With the booming development of high-end equipment manufacturing industries such as aerospace, the requirements for the performance and reliability of their equipment components are becoming increasingly stringent. Therefore, a series of difficult-to-machine materials with excellent properties such as high strength and hardness have emerged, which undoubtedly bring unprecedented difficulties and challenges to the field of cutting and machining. How to effectively improve the machining accuracy, quality, and efficiency of difficult-to-machine material parts has become a key issue that urgently needs to be addressed.
When discussing the classification and processing difficulties of difficult-to-machine materials, we can roughly divide these materials into five categories: high-temperature alloys, titanium alloys, stainless steel, high-strength steel, and hard and brittle materials. The reason that these materials are difficult to process is mainly due to their common characteristics, such as high material strength, high hardness, insufficient thermal conductivity, severe hardening during processing, and high chemical activity. These characteristics work together to cause serious cutting deformation, a significant increase in cutting force, a sharp rise in cutting temperature, and accelerated tool wear of parts during the machining process.
In the precision machining process of parts, we can vividly compare cutting tools and workpiece materials to “spears” and “shields”. Between these two, the processing technology is like a sturdy bridge, connecting and coordinating their relationship.

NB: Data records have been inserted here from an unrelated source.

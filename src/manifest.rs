//! The static description of everything a scaffold run produces.
//!
//! The manifest is a design-time table, not data discovered at runtime: each
//! entry is a destination-relative path plus either nothing (directories) or
//! a content generator taking the derived module name (files).

/// A directory created under the project root before any file is written.
#[derive(Debug, Clone, Copy)]
pub struct DirectorySpec {
    pub path: &'static str,
    pub mode: u32,
}

/// One generated file: destination-relative path, permission bits, and a
/// content generator taking the derived module name.
#[derive(Debug, Clone, Copy)]
pub struct FileSpec {
    pub path: &'static str,
    pub mode: u32,
    pub content: fn(&str) -> String,
}

/// The ordered set of directories and files a scaffold run materializes.
///
/// Directories are created first, then files in sequence, so a later entry
/// may rely on an earlier one existing.
#[derive(Debug, Clone)]
pub struct Manifest {
    pub directories: Vec<DirectorySpec>,
    pub files: Vec<FileSpec>,
}

const DIR_MODE: u32 = 0o755;
const FILE_MODE: u32 = 0o644;

impl Manifest {
    /// The bare layout: `cmd/`, `pkg/`, ignore rules and a plain build
    /// recipe. Content is byte-for-byte the plain variant's, not the
    /// enriched templates of [`Manifest::full`].
    pub fn minimal() -> Self {
        Self {
            directories: vec![
                DirectorySpec {
                    path: "cmd",
                    mode: DIR_MODE,
                },
                DirectorySpec {
                    path: "pkg",
                    mode: DIR_MODE,
                },
            ],
            files: vec![
                FileSpec {
                    path: ".gitignore",
                    mode: FILE_MODE,
                    content: gitignore_minimal,
                },
                FileSpec {
                    path: "Makefile",
                    mode: FILE_MODE,
                    content: makefile_minimal,
                },
            ],
        }
    }

    /// The same layout with enriched ignore rules and build recipe, plus
    /// README, container recipes and an entry point.
    pub fn full() -> Self {
        Self {
            directories: vec![
                DirectorySpec {
                    path: "cmd",
                    mode: DIR_MODE,
                },
                DirectorySpec {
                    path: "pkg",
                    mode: DIR_MODE,
                },
            ],
            files: vec![
                FileSpec {
                    path: ".gitignore",
                    mode: FILE_MODE,
                    content: gitignore,
                },
                FileSpec {
                    path: "Makefile",
                    mode: FILE_MODE,
                    content: makefile,
                },
                FileSpec {
                    path: "README.md",
                    mode: FILE_MODE,
                    content: readme,
                },
                FileSpec {
                    path: "Dockerfile",
                    mode: FILE_MODE,
                    content: dockerfile,
                },
                FileSpec {
                    path: ".dockerignore",
                    mode: FILE_MODE,
                    content: dockerignore,
                },
                FileSpec {
                    path: "cmd/main.go",
                    mode: FILE_MODE,
                    content: entry_point,
                },
            ],
        }
    }
}

impl Default for Manifest {
    fn default() -> Self {
        Self::full()
    }
}

fn gitignore_minimal(_module: &str) -> String {
    "*.log\n\
     *.swp\n\
     *~\n\
     *.out\n\
     *.exe\n\
     *.test\n\
     vendor/\n"
        .to_string()
}

fn makefile_minimal(_module: &str) -> String {
    ".PHONY: build\n\
     \n\
     build:\n\
     \tgo build -o bin/ ./cmd/...\n"
        .to_string()
}

fn gitignore(_module: &str) -> String {
    "*.log\n\
     *.swp\n\
     *~\n\
     *.out\n\
     *.exe\n\
     *.test\n\
     bin/\n\
     vendor/\n"
        .to_string()
}

fn readme(module: &str) -> String {
    format!("# {}\n", module)
}

// BINARY and IMAGE are computed by make itself so the recipe keeps working
// if the project directory is later renamed.
fn makefile(_module: &str) -> String {
    "BINARY := $(notdir $(CURDIR))\n\
     IMAGE := $(BINARY)\n\
     \n\
     .PHONY: build\n\
     build:\n\
     \tgo build -o bin/$(BINARY) ./cmd/...\n\
     \n\
     .PHONY: image\n\
     image:\n\
     \tdocker build -t $(IMAGE) .\n\
     \n\
     .PHONY: clean\n\
     clean:\n\
     \trm -rf bin/\n"
        .to_string()
}

fn dockerfile(_module: &str) -> String {
    "FROM golang:1.22-alpine AS build\n\
     WORKDIR /src\n\
     COPY . .\n\
     RUN CGO_ENABLED=0 go build -ldflags \"-s -w\" -o /out/app ./cmd/...\n\
     \n\
     FROM alpine:3.20\n\
     COPY --from=build /out/app /usr/local/bin/app\n\
     EXPOSE 8080\n\
     CMD [\"app\"]\n"
        .to_string()
}

fn dockerignore(_module: &str) -> String {
    ".git\n\
     bin/\n\
     vendor/\n\
     *.log\n\
     Dockerfile\n\
     .dockerignore\n"
        .to_string()
}

fn entry_point(_module: &str) -> String {
    "package main\n\
     \n\
     import \"fmt\"\n\
     \n\
     func main() {\n\
     \tfmt.Println(\"Hello, world!\")\n\
     }\n"
        .to_string()
}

How to effectively enhance the sharpness of the “spear” or cutting tool, while cleverly weakening the resistance of the “shield” or workpiece material, has become the core of improving the efficiency, accuracy, and quality of part processing. This is clearly and intuitively demonstrated in Figure 1.
In the manufacturing industry, improving the cutting performance of cutting tools is a key strategy for optimizing the machinability of difficult-to-machine materials. Superhard cutting tool materials, such as Polycrystalline Cubic Boron Nitride (PCBN), Polycrystalline Diamond (PCD), and ceramic cutting tools, significantly enhance the cutting efficiency of cutting tools due to their excellent hardness and wear resistance. In addition, surface coating or surface modification treatment of cutting tools, such as using titanium nitride (TiN) coating, micro-textured cutting tools, or a non-metallic compound surface layer, can not only enhance tool hardness, but also reduce friction and wear and lower the cutting temperature during the cutting process, representing the latest technological development to improve cutting performance. On the basis of existing cutting tools, by carefully designing and optimizing the geometric structure of a cutting tool, such as designing cooling channels inside the cutting tool, the cutting temperature can be effectively reduced, and the service life of the tool can be extended. This is also an effective method to improve cutting performance. The application of these technologies provides multidimensional solutions to improve the performance of cutting tools, further promoting technological innovation and development in the manufacturing industry [1,2,3,4,5,6,7,8,9,10,11,12].
In exploring strategies to enhance the machinability of difficult-to-machine materials, besides improving cutting tool materials, surface coatings, surface modification treatments, and cutting tool structures, implementing modification treatment techniques on the surface of difficult-to-machine materials is also an effective approach. By chemical or physical means, the microstructure, chemical composition, and thermodynamic and physical properties of the cutting layer of difficult-to-machine materials can be changed, making the material of the layer to be processed easier to remove. This surface modification and weakening treatment technology has shown great potential for application in the field of cutting difficult-to-machine materials. For example, advanced modification techniques such as high-energy fields (such as lasers) can effectively weaken the microstructure and mechanical properties of the cut surface, thereby significantly improving the machinability of difficult-to-machine materials [13,14,15,16,17].
This article comprehensively reviews the cutting-edge research progress of laser-assisted precision machining technology and deeply summarizes the complex mechanism of laser modification treatment technology on the machining surface of workpiece materials. The article elaborates in detail on how laser-assisted machining technology significantly affects the cutting characteristics of processed materials and reveals its influencing laws. At the end of the article, this paper provides an in-depth outlook on the future development of laser-assisted machining technology, aiming to provide valuable reference and inspiration for researchers in this field.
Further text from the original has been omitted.